Rois dormants et montagnes magiques
Gilles Lecuppre
Lecuppre, Gilles, "Rois dormants et montagnes magiques", dans Actes des congrès de la Société des historiens médiévistes de l’enseignement supérieur public. 34e congrès, Chambéry, 2003. Montagnes médiévales, p. 345-354.
Extrait de l’article
Quoique humanisée dans une large mesure, comme la majorité des communications l’a montré, la montagne conserve un versant imaginaire qui la rapproche irrésistiblement, au même titre que la mer, le désert ou la forêt, de la nature sauvage et de l’envers de la civilisation. Difficile d’accès, impressionnante par son altitude, ses formes massives et torturées, son silence et ses mystères, elle voisine depuis peu avec la catégorie esthétique kantienne du sublime et, pour l’homme médiéval, elle est certainement un domaine propice à la manifestation du merveilleux. Si elle peut servir de frontière, dans la littérature, le folklore et les mentalités, c’est qu’elle borne des royaumes d’aspect mythique, où héros et égarés trouveront le lieu et l’occasion du défi, de la prouesse et de l’initiation.

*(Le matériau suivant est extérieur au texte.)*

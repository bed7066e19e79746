pub mod config;
pub mod error;
pub mod security;
pub mod session;
pub mod storage;
pub mod transport;
pub mod utils;

pub use config::ClientConfig;
pub use error::{ApiError, ApiResult};
pub use security::role::Role;
pub use session::SessionStore;
pub use transport::Dispatcher;

// Crate version exposed for runtime queries
pub const VERSION: &str = env!("CARGO_PKG_VERSION");
//! Content stream builder.
//!
//! Produces the operator text of a page content stream. Only the text and
//! state operators needed for overlays are supported.

use crate::writer::object_serializer::ObjectSerializer;
use crate::object::Object;

/// Operations that can be added to a content stream.
#[derive(Debug, Clone, PartialEq)]
pub enum ContentStreamOp {
    /// Save graphics state (q)
    SaveState,
    /// Restore graphics state (Q)
    RestoreState,
    /// Begin text object (BT)
    BeginText,
    /// End text object (ET)
    EndText,
    /// Select a font resource and size (Tf)
    SetFont(String, f32),
    /// Move to the start of the next line, offset from the current one (Td)
    MoveText(f32, f32),
    /// Set fill color RGB (rg)
    SetFillColorRGB(f32, f32, f32),
    /// Show already-encoded text bytes (Tj)
    ShowText(Vec<u8>),
}

/// Builder for content stream bytes.
#[derive(Debug, Clone, Default)]
pub struct ContentStreamBuilder {
    ops: Vec<ContentStreamOp>,
}

impl ContentStreamBuilder {
    /// Create an empty builder.
    pub fn new() -> Self {
        Self::default()
    }

    /// Append an operation.
    pub fn op(&mut self, op: ContentStreamOp) -> &mut Self {
        self.ops.push(op);
        self
    }

    /// `q`
    pub fn save_state(&mut self) -> &mut Self {
        self.op(ContentStreamOp::SaveState)
    }

    /// `Q`
    pub fn restore_state(&mut self) -> &mut Self {
        self.op(ContentStreamOp::RestoreState)
    }

    /// `BT`
    pub fn begin_text(&mut self) -> &mut Self {
        self.op(ContentStreamOp::BeginText)
    }

    /// `ET`
    pub fn end_text(&mut self) -> &mut Self {
        self.op(ContentStreamOp::EndText)
    }

    /// `/<resource> <size> Tf`
    pub fn set_font(&mut self, resource_name: &str, size: f32) -> &mut Self {
        self.op(ContentStreamOp::SetFont(resource_name.to_string(), size))
    }

    /// `<dx> <dy> Td`
    pub fn move_text(&mut self, dx: f32, dy: f32) -> &mut Self {
        self.op(ContentStreamOp::MoveText(dx, dy))
    }

    /// `<r> <g> <b> rg`
    pub fn set_fill_color(&mut self, r: f32, g: f32, b: f32) -> &mut Self {
        self.op(ContentStreamOp::SetFillColorRGB(r, g, b))
    }

    /// `(<text>) Tj`
    pub fn show_text(&mut self, encoded: Vec<u8>) -> &mut Self {
        self.op(ContentStreamOp::ShowText(encoded))
    }

    /// Operations added so far.
    pub fn ops(&self) -> &[ContentStreamOp] {
        &self.ops
    }

    /// Render the operators, one per line.
    pub fn build(&self) -> Vec<u8> {
        let serializer = ObjectSerializer::compact();
        let mut out = Vec::new();

        for op in &self.ops {
            match op {
                ContentStreamOp::SaveState => out.extend_from_slice(b"q"),
                ContentStreamOp::RestoreState => out.extend_from_slice(b"Q"),
                ContentStreamOp::BeginText => out.extend_from_slice(b"BT"),
                ContentStreamOp::EndText => out.extend_from_slice(b"ET"),
                ContentStreamOp::SetFont(name, size) => {
                    out.extend_from_slice(&serializer.serialize(&Object::name(name)));
                    out.extend_from_slice(format!(" {} Tf", fmt_num(*size)).as_bytes());
                },
                ContentStreamOp::MoveText(dx, dy) => {
                    out.extend_from_slice(format!("{} {} Td", fmt_num(*dx), fmt_num(*dy)).as_bytes());
                },
                ContentStreamOp::SetFillColorRGB(r, g, b) => {
                    out.extend_from_slice(
                        format!("{} {} {} rg", fmt_num(*r), fmt_num(*g), fmt_num(*b)).as_bytes(),
                    );
                },
                ContentStreamOp::ShowText(encoded) => {
                    out.extend_from_slice(&serializer.serialize(&Object::String(encoded.clone())));
                    out.extend_from_slice(b" Tj");
                },
            }
            out.push(b'\n');
        }

        out
    }
}

fn fmt_num(value: f32) -> String {
    String::from_utf8_lossy(&ObjectSerializer::compact().serialize(&Object::Real(value as f64)))
        .into_owned()
}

Comme les espaces boisés, la montagne est un endroit dans lequel on se perd pour mieux se retrouver, mais également un lieu de refuge où l’on attend son heure. Elle offre en outre cette particularité de constituer un point d’accès à un au-delà partiel, où ceux qui ont quitté la société des vivants retrouvent leurs forces dans la félicité ou paient le prix de leurs crimes dans la fournaise volcanique.